“We come to the last of the great Christological heresies today: the seventh century heresy of monothelitism (to pronounce, accent second syllable). Like the other heresies we have studied, it was not set forth by obscure cranks but by Patriarchs of the Church – in fact, this is true in spades of monothelitism, which was advanced by no fewer than three major patriarchs: Sergius, the Patriarch of Constantinople, Cyrus, the Patriarch of Alexandria, and Athanasius, the Patriarch of Antioch.
“Monothelitism takes the orthodox teaching of Christ’s hypostatic union for granted, and in fact cannot be brought into any direct contradiction with the great christian creeds. All monothelites agree that Christ is two complete natures, human and divine, in a single divine person. They simply say that there is only one divine will in Christ and no human will.
“Repress your desire to refute this opinion right away. The response to it is, to be sure, close enough at hand: i.e. there is no such thing as a complete human nature without a free will. This is the basic response to Monothelitism, and it does well enough to refute it, but it also fails to see just what is so attractive in Monothelitism, and just what is so important to see as wrong in it.
“Let me first give an argument for monothelitism:
If Christ has a human will in addition to his divine will, then he can actually choose and act to do both X and non-X.
But it is impossible to actually act and choose both X and not-X
“I stress this is a choice terminating in action, and since that action has to either happen or not, the consequent is really impossible. We can’t set up a scenario where it would be possible for such a thing to happen.
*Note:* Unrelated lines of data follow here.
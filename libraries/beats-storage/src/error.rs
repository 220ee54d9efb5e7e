/// Storage-specific errors
use thiserror::Error;

/// Result type alias using `StorageError`
pub type Result<T> = std::result::Result<T, StorageError>;

/// Storage error types
#[derive(Error, Debug)]
pub enum StorageError {
    /// A collection with this exact name already exists
    #[error("Collection already exists: {0}")]
    DuplicateName(String),

    /// Collection names must contain a non-whitespace character
    #[error("Invalid collection name: {0:?}")]
    InvalidName(String),

    /// No collection with this name
    #[error("Collection not found: {0}")]
    UnknownCollection(String),

    /// Serialization/deserialization error
    #[error("Serialization error: {0}")]
    SerializationError(String),

    /// The mutation was applied in memory but could not be written through
    #[error("Failed to persist collections: {0}")]
    Persist(#[source] beats_core::BeatsError),
}

impl From<serde_json::Error> for StorageError {
    fn from(err: serde_json::Error) -> Self {
        Self::SerializationError(err.to_string())
    }
}

impl From<StorageError> for beats_core::BeatsError {
    fn from(err: StorageError) -> Self {
        match err {
            StorageError::DuplicateName(name) => beats_core::BeatsError::Duplicate(name),
            StorageError::UnknownCollection(name) => {
                beats_core::BeatsError::not_found("Collection", name)
            }
            StorageError::InvalidName(name) => {
                beats_core::BeatsError::invalid_input(format!("collection name {name:?}"))
            }
            other => beats_core::BeatsError::storage(other.to_string()),
        }
    }
}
“The response to this is, in all the literature that I read, that the argument fails to distinguish the power of will from the active exercise of the will. There is no reason whatsoever why two wills can’t will the same thing – friends do this all the time. True, there cannot be two active exercises of the will in Christ, but all the hypostatic union is positing is two powers of will.
“This response is fine, but the monothelite response gets to the heart of the matter. Let’s put it as an aporia where any two statements can be true, but not the remaining one:
a.) The human will is free
b.) A free will can choose to do something other than God’s will
c.) Christ’s will cannot choose to do something other than God’s will.
“The monothelite is simply taking (c.) from the argument that was raised against him, but this c. seems to be the weak part of the argument. Who can deny that the will is free, or that freedom means the ability to sin? Our very understanding of choice thus becomes implicated in our Christological ideas.
“As startling as it seems, however, we deny (b.). Here’s my claim the will sins not as free, but as defective. Here’s the argument:
God is both infallible judge and standard of goodness
The will deviates from the standard of goodness not as free, but as defective.
“We spoke about the minor premise when we discussed the Fourth Way. The major premise is a priori – since to be defective just means to deviate from a standard. A thing does not need to be rational to deviate from its standard (all sorts of non-rational things do so), and so there is nothing rational or free in simply deviating. True, we have special names for deviance in rational and free creatures (malice, sin, willfulness, vice, etc.) but they remain deviations, and thus corruptions of will as opposed to exercises of it.
“This complete division between a defective will and a free will is one of the things that Augustine was driving at in the climatic chapters of the climatic book of the Confessions. We do not do evil because we have an evil will, but because we have one will that wills imperfectly.
“But the Theory here has to flesh itself out in practice, and I find that it does. Consider your interior life when you are actually setting out to do something bad. You don’t, it seems to me, look at a set of “bad things” and “good things” and choose the one over the other, rather, there’s just one thing – the bad thing – that you talk yourself into forgetting or overlooking the evil of. You stop thinking about the thing as wrong, and just consider what you want in it. All evil is done in a mental oblivion or forgetfullness of the peculiar evil we are committing – though an oblivion that we chose to induce in ourselves. Now in one sense this is the work of a free or rational will – we choose to render ourselves forgetful – but the act of the will is precisely to render the will defective, i.e. to deprive it of the very principle that it should act from. Evil is thus not so much the act of the free will, but the first act we commit after the will has ceased to be free.
“And so the Monothelite heresy points to a way in which we fundamentally misunderstand the human will; it points us to the crucial difference between a free will and a defective will. Both freedom and defectiveness are sorts of indetermination, but they are utterly opposite, and even contrary to another. If freedom is a perfection of the will, a will is less free to the extent that it is defective; it is more free to the extent that it is unable to deviate from a standard. At the limit of perfection, we find a being that is at once perfectly free and entirely unable to deviate from the standard in any way – indeed a being that is the standard. In the peculiar case of Christ, the sense of him being anable to sin is that his will was to strong and to perfect to do so. We ultimately reject monothetism out of devotion to the manliness, the fortitude, and the intensity of focus and attention in the soul of Christ – a fortitude that we all strive to attain for ourselves as well.